Minyak Tergelincir karena Pembatasan Covid China, Data Aktivitas Pabrik yang Lemah
Harga minyak turun pada hari Senin menyusul data aktivitas pabrik yang lebih lemah dari perkiraan dari China dan di tengah kekhawatiran meluasnya pembatasan COVID-19 akan membatasi permintaan.
Minyak mentah berjangka Brent turun 63 sen, atau 0,7%, menjadi $95,14 per barel pada 0420 GMT, setelah tergelincir 1,2% pada hari Jumat.
Minyak mentah West Texas Intermediate AS berada di $87,43 per barel, turun 47 sen, atau 0,5%, setelah turun 1,3% pada hari Jumat.
“Kontrak data indeks manajer pembelian menambah kesedihan pasca pesta kongres China untuk pasar minyak. Tidak sulit untuk menarik garis lurus dari PMI yang lebih lemah ke kebijakan nol COVID China,” kata Stephen Innes, Managing Partner Manajemen Aset SPI.
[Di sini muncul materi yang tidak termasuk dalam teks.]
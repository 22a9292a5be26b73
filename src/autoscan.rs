//! Periodic bad-word scan over every accessible channel, followed by a
//! check of member names and display names against the same list.
//!
//! The scheduler is a small state machine (`Disabled -> Armed -> Running ->
//! Armed`) driven by one tokio task. The next run is always scheduled from
//! the completion time of the previous one, and a run requested while
//! another is in progress is dropped rather than queued.
use crate::config::AutoScanSettings;
use crate::error::{Result, ScanError};
use crate::model::{MatchResult, MemberMatch, Pattern, Scope, SearchSpec, Strictness};
use crate::search::engine::ScanEngine;
use chrono::{DateTime, Utc};
use log::{debug, info, warn};
use parking_lot::Mutex;
use serde::{Deserialize, Serialize};
use std::collections::VecDeque;
use std::fmt;
use std::sync::Arc;
use std::time::Duration;
use tokio::sync::Notify;
use tokio::task::JoinHandle;
use tokio::time::Instant;
use tokio_util::sync::CancellationToken;

const RUN_HISTORY: usize = 20;

#[derive(Debug, Clone, Copy, PartialEq, Eq, Serialize, Deserialize)]
pub struct AutoScanConfig {
    pub enabled: bool,
    pub interval_minutes: u64,
}

#[derive(Debug, Clone, Copy, PartialEq, Eq)]
pub enum AutoScanState {
    Disabled,
    Armed,
    Running,
}

impl fmt::Display for AutoScanState {
    fn fmt(&self, f: &mut fmt::Formatter<'_>) -> fmt::Result {
        match self {
            AutoScanState::Disabled => write!(f, "disabled"),
            AutoScanState::Armed => write!(f, "armed"),
            AutoScanState::Running => write!(f, "running"),
        }
    }
}

#[derive(Debug, Clone)]
pub struct AutoScanStatus {
    pub state: AutoScanState,
    pub config: AutoScanConfig,
    /// Time left until the next scheduled run, when armed.
    pub next_run_in: Option<Duration>,
    pub runs_completed: u64,
    pub findings: usize,
}

#[derive(Debug, Clone)]
pub enum FindingKind {
    Message(MatchResult),
    MemberName(MemberMatch),
}

/// A match found by a periodic scan.
#[derive(Debug, Clone)]
pub struct Finding {
    pub found_at: DateTime<Utc>,
    pub kind: FindingKind,
}

impl Finding {
    fn now(kind: FindingKind) -> Self {
        Self {
            found_at: Utc::now(),
            kind,
        }
    }
}

impl fmt::Display for Finding {
    fn fmt(&self, f: &mut fmt::Formatter<'_>) -> fmt::Result {
        match &self.kind {
            FindingKind::Message(result) => {
                let m = &result.message;
                write!(
                    f,
                    "[AUTO-SCAN] {} ({}) in {} > {} [{}]",
                    m.author_name, m.author_id, m.channel_id, m.content, result.match_reason
                )
            }
            FindingKind::MemberName(hit) => write!(
                f,
                "[AUTO-SCAN] member {} ({}) name '{}' [{}]",
                hit.member.name, hit.member.id, hit.matched_name, hit.match_reason
            ),
        }
    }
}

/// Standing log of findings, oldest evicted first once full.
#[derive(Debug)]
pub struct FindingsLog {
    entries: VecDeque<Finding>,
    capacity: usize,
    total: u64,
}

impl FindingsLog {
    pub fn new(capacity: usize) -> Self {
        Self {
            entries: VecDeque::new(),
            capacity: capacity.max(1),
            total: 0,
        }
    }

    pub fn push(&mut self, finding: Finding) {
        if self.entries.len() == self.capacity {
            self.entries.pop_front();
        }
        self.entries.push_back(finding);
        self.total += 1;
    }

    pub fn len(&self) -> usize {
        self.entries.len()
    }

    pub fn is_empty(&self) -> bool {
        self.entries.is_empty()
    }

    /// Findings ever recorded, including evicted ones.
    pub fn total_recorded(&self) -> u64 {
        self.total
    }

    pub fn iter(&self) -> impl Iterator<Item = &Finding> {
        self.entries.iter()
    }

    pub fn drain(&mut self) -> Vec<Finding> {
        self.entries.drain(..).collect()
    }
}

/// Summary of one periodic run.
#[derive(Debug, Clone)]
pub struct RunReport {
    pub started_at: DateTime<Utc>,
    pub started: Instant,
    pub finished: Instant,
    pub messages_scanned: u64,
    pub matches: usize,
    /// Members whose name matched.
    pub member_matches: usize,
    pub incomplete: bool,
    pub error: Option<String>,
}

impl RunReport {
    pub fn elapsed(&self) -> Duration {
        self.finished.saturating_duration_since(self.started)
    }
}

struct Schedule {
    config: AutoScanConfig,
    state: AutoScanState,
    next_due: Option<Instant>,
    runs_completed: u64,
}

impl Schedule {
    fn interval(&self) -> Duration {
        Duration::from_secs(self.config.interval_minutes * 60)
    }

    fn settle(&mut self) {
        if self.config.enabled {
            self.state = AutoScanState::Armed;
            self.next_due = Some(Instant::now() + self.interval());
        } else {
            self.state = AutoScanState::Disabled;
            self.next_due = None;
        }
    }
}

pub struct AutoScanner {
    engine: Arc<ScanEngine>,
    depth_limit: usize,
    strictness: Strictness,
    scan_members: bool,
    schedule: Mutex<Schedule>,
    findings: Mutex<FindingsLog>,
    runs: Mutex<VecDeque<RunReport>>,
    wake: Notify,
    shutdown: CancellationToken,
}

fn check_interval(minutes: u64) -> Result<()> {
    if minutes == 0 {
        return Err(ScanError::InvalidConfig(
            "auto-scan interval must be at least 1 minute".into(),
        ));
    }
    Ok(())
}

impl AutoScanner {
    pub fn new(engine: Arc<ScanEngine>, settings: &AutoScanSettings) -> Result<Self> {
        check_interval(settings.interval_minutes)?;
        if settings.depth_limit == 0 {
            return Err(ScanError::InvalidConfig(
                "auto-scan depth limit must be positive".into(),
            ));
        }
        let mut schedule = Schedule {
            config: AutoScanConfig {
                enabled: settings.enabled,
                interval_minutes: settings.interval_minutes,
            },
            state: AutoScanState::Disabled,
            next_due: None,
            runs_completed: 0,
        };
        schedule.settle();
        Ok(Self {
            engine,
            depth_limit: settings.depth_limit,
            strictness: settings.strictness,
            scan_members: settings.scan_members,
            schedule: Mutex::new(schedule),
            findings: Mutex::new(FindingsLog::new(settings.findings_capacity)),
            runs: Mutex::new(VecDeque::new()),
            wake: Notify::new(),
            shutdown: CancellationToken::new(),
        })
    }

    /// Spawn the scheduler loop on the current runtime.
    pub fn start(self: &Arc<Self>) -> JoinHandle<()> {
        let scanner = Arc::clone(self);
        tokio::spawn(async move { scanner.drive().await })
    }

    /// Stop the loop and cancel an in-flight run.
    pub fn shutdown(&self) {
        self.shutdown.cancel();
    }

    pub fn toggle(&self, enabled: bool) {
        {
            let mut schedule = self.schedule.lock();
            if schedule.config.enabled == enabled {
                return;
            }
            schedule.config.enabled = enabled;
            // A running scan settles itself when it finishes.
            if schedule.state != AutoScanState::Running {
                schedule.settle();
            }
        }
        info!("Auto-scan {}", if enabled { "enabled" } else { "disabled" });
        self.wake.notify_one();
    }

    /// Change the interval; an armed timer restarts from now.
    pub fn set_interval(&self, minutes: u64) -> Result<()> {
        check_interval(minutes)?;
        {
            let mut schedule = self.schedule.lock();
            schedule.config.interval_minutes = minutes;
            if schedule.state == AutoScanState::Armed {
                schedule.settle();
            }
        }
        info!("Auto-scan interval set to {minutes} minute(s)");
        self.wake.notify_one();
        Ok(())
    }

    pub fn config(&self) -> AutoScanConfig {
        self.schedule.lock().config
    }

    pub fn state(&self) -> AutoScanState {
        self.schedule.lock().state
    }

    pub fn status(&self) -> AutoScanStatus {
        let schedule = self.schedule.lock();
        let now = Instant::now();
        AutoScanStatus {
            state: schedule.state,
            config: schedule.config,
            next_run_in: schedule
                .next_due
                .map(|due| due.saturating_duration_since(now)),
            runs_completed: schedule.runs_completed,
            findings: self.findings.lock().len(),
        }
    }

    pub fn findings(&self) -> Vec<Finding> {
        self.findings.lock().iter().cloned().collect()
    }

    pub fn take_findings(&self) -> Vec<Finding> {
        self.findings.lock().drain()
    }

    /// Most recent runs, oldest first.
    pub fn recent_runs(&self) -> Vec<RunReport> {
        self.runs.lock().iter().cloned().collect()
    }

    fn spec(&self) -> SearchSpec {
        SearchSpec::new(
            Scope::All,
            Pattern::BadWordList(self.strictness),
            self.depth_limit,
        )
        .force_refresh(true)
    }

    /// Perform one run now. Returns `None` if a run is already in progress.
    pub async fn run_now(&self) -> Option<RunReport> {
        {
            let mut schedule = self.schedule.lock();
            if schedule.state == AutoScanState::Running {
                debug!("Auto-scan already running, request dropped");
                return None;
            }
            schedule.state = AutoScanState::Running;
            schedule.next_due = None;
        }

        let started_at = Utc::now();
        let started = Instant::now();
        info!("Running auto-scan ({})", started_at.format("%Y-%m-%d %H:%M:%S"));
        let outcome = self
            .engine
            .run_cancellable(&self.spec(), self.shutdown.child_token())
            .await;
        let member_hits = self.scan_member_names().await;
        let finished = Instant::now();

        let mut report = RunReport {
            started_at,
            started,
            finished,
            messages_scanned: 0,
            matches: 0,
            member_matches: member_hits.len(),
            incomplete: false,
            error: None,
        };
        let found = match outcome {
            Ok(outcome) => {
                report.messages_scanned = outcome.messages_scanned;
                report.matches = outcome.results.len();
                report.incomplete = outcome.incomplete;
                outcome.results
            }
            Err(e) => {
                warn!("Auto-scan failed: {e}");
                report.error = Some(e.to_string());
                Vec::new()
            }
        };
        {
            let mut log = self.findings.lock();
            let kinds = found
                .into_iter()
                .map(FindingKind::Message)
                .chain(member_hits.into_iter().map(FindingKind::MemberName));
            for finding in kinds.map(Finding::now) {
                info!("{finding}");
                log.push(finding);
            }
        }

        {
            let mut schedule = self.schedule.lock();
            schedule.runs_completed += 1;
            schedule.settle();
            if let Some(due) = schedule.next_due {
                info!(
                    "Auto-scan complete: {} match(es) in {} message(s), next run in {}s",
                    report.matches,
                    report.messages_scanned,
                    due.saturating_duration_since(Instant::now()).as_secs()
                );
            }
        }
        self.wake.notify_one();
        let mut runs = self.runs.lock();
        if runs.len() == RUN_HISTORY {
            runs.pop_front();
        }
        runs.push_back(report.clone());
        Some(report)
    }

    /// Name check pass. A failure is logged and leaves the run's message
    /// findings intact.
    async fn scan_member_names(&self) -> Vec<MemberMatch> {
        if !self.scan_members || self.shutdown.is_cancelled() {
            return Vec::new();
        }
        match self.engine.scan_members(self.strictness).await {
            Ok(hits) => hits,
            Err(e) => {
                warn!("Auto-scan member check failed: {e}");
                Vec::new()
            }
        }
    }

    async fn drive(&self) {
        loop {
            let due = self.schedule.lock().next_due;
            match due {
                Some(due) => {
                    tokio::select! {
                        _ = self.shutdown.cancelled() => break,
                        _ = self.wake.notified() => continue,
                        _ = tokio::time::sleep_until(due) => {
                            self.run_now().await;
                        }
                    }
                }
                None => {
                    tokio::select! {
                        _ = self.shutdown.cancelled() => break,
                        _ = self.wake.notified() => continue,
                    }
                }
            }
        }
        debug!("Auto-scan loop stopped");
    }
}

#[cfg(test)]
mod tests {
    use super::*;
    use crate::model::{ChannelId, MatchReason, Member, Message, MessageId, UserId};

    fn reason() -> MatchReason {
        MatchReason::BadWord {
            word: "badword".into(),
            strictness: Strictness::Substring,
        }
    }

    fn finding(id: u64) -> Finding {
        Finding::now(FindingKind::Message(MatchResult {
            message: Message {
                id: MessageId(id),
                channel_id: ChannelId(1),
                author_id: UserId(9),
                author_name: "mallory".into(),
                content: "badword".into(),
                timestamp: Utc::now(),
                attachments: vec![],
            },
            context: vec![],
            match_reason: reason(),
        }))
    }

    #[test]
    fn findings_log_evicts_oldest() {
        let mut log = FindingsLog::new(2);
        for id in 1..=3 {
            log.push(finding(id));
        }
        let ids: Vec<u64> = log
            .iter()
            .filter_map(|f| match &f.kind {
                FindingKind::Message(r) => Some(r.message.id.0),
                FindingKind::MemberName(_) => None,
            })
            .collect();
        assert_eq!(ids, vec![2, 3]);
        assert_eq!(log.total_recorded(), 3);
    }

    #[test]
    fn finding_line_is_prefixed() {
        let line = finding(1).to_string();
        assert!(line.starts_with("[AUTO-SCAN] mallory (9) in 1 > badword"));
    }

    #[test]
    fn member_finding_names_the_member() {
        let line = Finding::now(FindingKind::MemberName(MemberMatch {
            member: Member {
                id: UserId(4),
                name: "eve".into(),
                display_name: Some("b4dword".into()),
            },
            matched_name: "b4dword".into(),
            match_reason: reason(),
        }))
        .to_string();
        assert_eq!(
            line,
            "[AUTO-SCAN] member eve (4) name 'b4dword' [bad word 'badword' (substring)]"
        );
    }

    #[test]
    fn zero_interval_is_rejected() {
        assert!(matches!(check_interval(0), Err(ScanError::InvalidConfig(_))));
        assert!(check_interval(1).is_ok());
    }
}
“Selama COVID-nol tetap mengakar, itu akan terus menggagalkan kenaikan minyak.”
Aktivitas pabrik di China, importir minyak mentah terbesar di dunia, turun secara tak terduga pada Oktober, sebuah survei resmi menunjukkan pada hari Senin, terbebani oleh melemahnya permintaan global dan pembatasan ketat COVID-19 yang memukul produksi. Baca selengkapnya
Kota-kota di China menggandakan kebijakan nol-COVID Beijing ketika wabah meluas, mengurangi harapan sebelumnya untuk rebound dalam permintaan.
Pembatasan ketat COVID-19 di China telah mengurangi aktivitas ekonomi dan bisnis, membatasi permintaan minyak. Impor minyak mentah China untuk tiga kuartal pertama tahun ini turun 4,3% dari periode yang sama tahun sebelumnya – penurunan tahunan pertama untuk periode ini setidaknya sejak 2014 – karena pembatasan drastis COVID-19 Beijing memukul konsumsi bahan bakar dengan keras.
Risiko lebih lanjut terhadap permintaan minyak datang dari Eropa, kata analis CMC Markets Leon Li, karena benua itu “kemungkinan akan memasuki resesi musim dingin ini”, katanya.
Zona euro kemungkinan memasuki resesi dengan aktivitas bisnis Oktober mengalami kontraksi tercepat dalam hampir dua tahun, menurut survei S&P Global, karena kenaikan biaya hidup membuat konsumen berhati-hati dan melemahkan permintaan.
Pembuat kebijakan Bank Sentral Eropa juga mendukung rencana untuk terus menaikkan suku bunga, bahkan jika itu mendorong blok itu ke dalam resesi dan memicu kebencian politik.
Sementara itu, beberapa produsen minyak terbesar AS pada hari Jumat mengisyaratkan bahwa peningkatan produktivitas dan volume di Permian Basin – ladang serpih teratas negara itu – sedang melambat.
Peringatan itu datang tepat ketika ekspor minyak AS naik ke rekor minggu lalu, sebagian mendorong harga WTI naik 3,4%. Brent naik 2,4% minggu lalu, mencatat kenaikan mingguan kedua berturut-turut.
Dalam prospek yang akan dirilis pada hari Senin, Organisasi Negara-negara Pengekspor Minyak diperkirakan akan tetap berpegang pada pandangan permintaan minyak yang meningkat untuk satu dekade lagi, meskipun meningkatnya penggunaan energi terbarukan dan mobil listrik, kata dua sumber OPEC.